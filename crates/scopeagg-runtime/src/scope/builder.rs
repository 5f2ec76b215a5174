//! Scoped aggregate record builder
//!
//! Re-labels each key partition's raw feature values under the scoped feature
//! for (feature, key) and merges every partition into one record.

use super::adapter::{compact_record_values, data_record_values, FeatureValueMap};
use super::config::ScopedAggregateConfig;
use super::index::{ScopeKey, ScopedFeatureIndex};
use crate::error::Result;
use scopeagg_core::{
    CompactDataRecord, DataRecord, FeatureContext, FeatureDescriptor, PersonalDataType, Value,
};
use std::borrow::Borrow;
use std::collections::{BTreeSet, HashMap, HashSet};
use tracing::{debug, trace};

/// Builds scoped aggregate records for a fixed set of features and keys
///
/// All scoped descriptors are computed in [`ScopedAggregateBuilder::new`].
/// Every other method only reads, so a builder can be shared freely across
/// threads.
#[derive(Debug, Clone)]
pub struct ScopedAggregateBuilder<K> {
    features_to_scope: Vec<FeatureDescriptor>,
    scope_keys: HashSet<K>,
    scope_name: String,
    index: ScopedFeatureIndex<K>,
}

impl<K: ScopeKey> ScopedAggregateBuilder<K> {
    /// Create a builder, eagerly indexing every (feature, key) pair
    ///
    /// Memory use is proportional to `|features| x |keys|`.
    pub fn new<R>(
        features_to_scope: impl IntoIterator<Item = FeatureDescriptor>,
        scope_keys: impl IntoIterator<Item = K>,
        scope_name: impl Into<String>,
        personal_data_types: R,
    ) -> Result<Self>
    where
        R: Fn(Option<&FeatureDescriptor>) -> BTreeSet<PersonalDataType>,
    {
        let mut names = HashSet::new();
        let features_to_scope: Vec<FeatureDescriptor> = features_to_scope
            .into_iter()
            .filter(|feature| {
                let first = names.insert(feature.name().to_string());
                if !first {
                    trace!(
                        "Skipping duplicate feature name: {} ({})",
                        feature.name(),
                        feature.id()
                    );
                }
                first
            })
            .collect();
        let scope_keys: HashSet<K> = scope_keys.into_iter().collect();
        let scope_name = scope_name.into();

        let index = ScopedFeatureIndex::build(
            &features_to_scope,
            &scope_keys,
            &scope_name,
            personal_data_types,
        )?;

        debug!(
            "Created scoped aggregate builder '{}' with {} scoped features",
            scope_name,
            index.len()
        );

        Ok(Self {
            features_to_scope,
            scope_keys,
            scope_name,
            index,
        })
    }

    /// Build records from raw value maps keyed by scope key
    ///
    /// Keys outside the configured set and features absent from a partition
    /// contribute nothing to the result.
    pub fn build_aggregates(&self, partitions: &HashMap<K, FeatureValueMap>) -> DataRecord {
        self.merge_partitions(partitions.iter())
    }

    /// Build records from [`DataRecord`] partitions
    ///
    /// Fails if any partition holds a non-numeric continuous value.
    pub fn build_from_data_records(&self, partitions: &HashMap<K, DataRecord>) -> Result<DataRecord> {
        let converted = partitions
            .iter()
            .map(|(key, record)| Ok((key, data_record_values(record)?)))
            .collect::<Result<Vec<_>>>()?;

        Ok(self.merge_partitions(converted))
    }

    /// Build records from [`CompactDataRecord`] partitions
    pub fn build_from_compact_records(&self, partitions: &HashMap<K, CompactDataRecord>) -> DataRecord {
        self.merge_partitions(
            partitions
                .iter()
                .map(|(key, record)| (key, compact_record_values(record))),
        )
    }

    fn merge_partitions<'a, I, M>(&self, partitions: I) -> DataRecord
    where
        K: 'a,
        I: IntoIterator<Item = (&'a K, M)>,
        M: Borrow<FeatureValueMap>,
    {
        let mut record = DataRecord::new();

        for (key, values) in partitions {
            let values = values.borrow();

            if !self.scope_keys.contains(key) {
                trace!(
                    "Ignoring partition for unsupported key '{}' ({} values)",
                    key.scope_value(),
                    values.len()
                );
                continue;
            }

            for feature in &self.features_to_scope {
                let Some(scoped) = self.index.get(feature.name(), key) else {
                    continue;
                };

                match values.get(&feature.id()) {
                    Some(value) => record.set_continuous(scoped.id(), Value::Number(*value)),
                    None => trace!(
                        "No value for {} under key '{}'",
                        feature.name(),
                        key.scope_value()
                    ),
                }
            }
        }

        trace!("Built scoped aggregate record with {} features", record.len());
        record
    }

    /// Every scoped feature this builder can emit
    pub fn feature_context(&self) -> FeatureContext {
        FeatureContext::from_features(self.index.descriptors().cloned())
    }

    /// Scoped descriptor for a base feature name and key
    pub fn scoped_feature(&self, feature_name: &str, key: &K) -> Option<&FeatureDescriptor> {
        self.index.get(feature_name, key)
    }

    pub fn features_to_scope(&self) -> &[FeatureDescriptor] {
        &self.features_to_scope
    }

    pub fn scope_keys(&self) -> &HashSet<K> {
        &self.scope_keys
    }

    pub fn scope_name(&self) -> &str {
        &self.scope_name
    }

    pub fn index(&self) -> &ScopedFeatureIndex<K> {
        &self.index
    }
}

impl ScopedAggregateBuilder<String> {
    /// Create a builder from a declarative configuration
    pub fn from_config<R>(config: &ScopedAggregateConfig, personal_data_types: R) -> Result<Self>
    where
        R: Fn(Option<&FeatureDescriptor>) -> BTreeSet<PersonalDataType>,
    {
        Self::new(
            config.feature_descriptors(),
            config.scope_keys.iter().cloned(),
            config.scope_name.clone(),
            personal_data_types,
        )
    }
}
//! Scoped feature name composition
//!
//! `a.b.c` scoped by value `V` under label `L` becomes `a.scoped.b.c` with
//! extensions `[(scope_name, L), (scope, V)]`. No escaping is applied to the
//! scope value or label.

/// Token inserted after the first name component
pub const SCOPED_TOKEN: &str = "scoped";

/// Extension key carrying the scope label
pub const SCOPE_NAME_EXTENSION: &str = "scope_name";

/// Extension key carrying the scope value
pub const SCOPE_EXTENSION: &str = "scope";

/// Name and extensions of a scoped feature
#[derive(Debug, Clone, PartialEq, Eq)]
pub struct ScopedName {
    pub name: String,
    pub extensions: Vec<(String, String)>,
}

impl ScopedName {
    /// Extension dimensions declared by every scoped feature
    pub fn extension_dimensions() -> Vec<String> {
        vec![SCOPE_NAME_EXTENSION.to_string(), SCOPE_EXTENSION.to_string()]
    }
}

/// Compose the scoped name for `base_name`
///
/// Components are split on `.` and kept verbatim, empty ones included.
pub fn compose_scoped_name(base_name: &str, scope_value: &str, scope_name: &str) -> ScopedName {
    let mut components: Vec<&str> = base_name.split('.').collect();
    // split never yields an empty sequence
    components.insert(1, SCOPED_TOKEN);

    ScopedName {
        name: components.join("."),
        extensions: vec![
            (SCOPE_NAME_EXTENSION.to_string(), scope_name.to_string()),
            (SCOPE_EXTENSION.to_string(), scope_value.to_string()),
        ],
    }
}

[What the task requires]: Write only the number of lines in the records that include the word "carrying".

[Reply to the task]: 2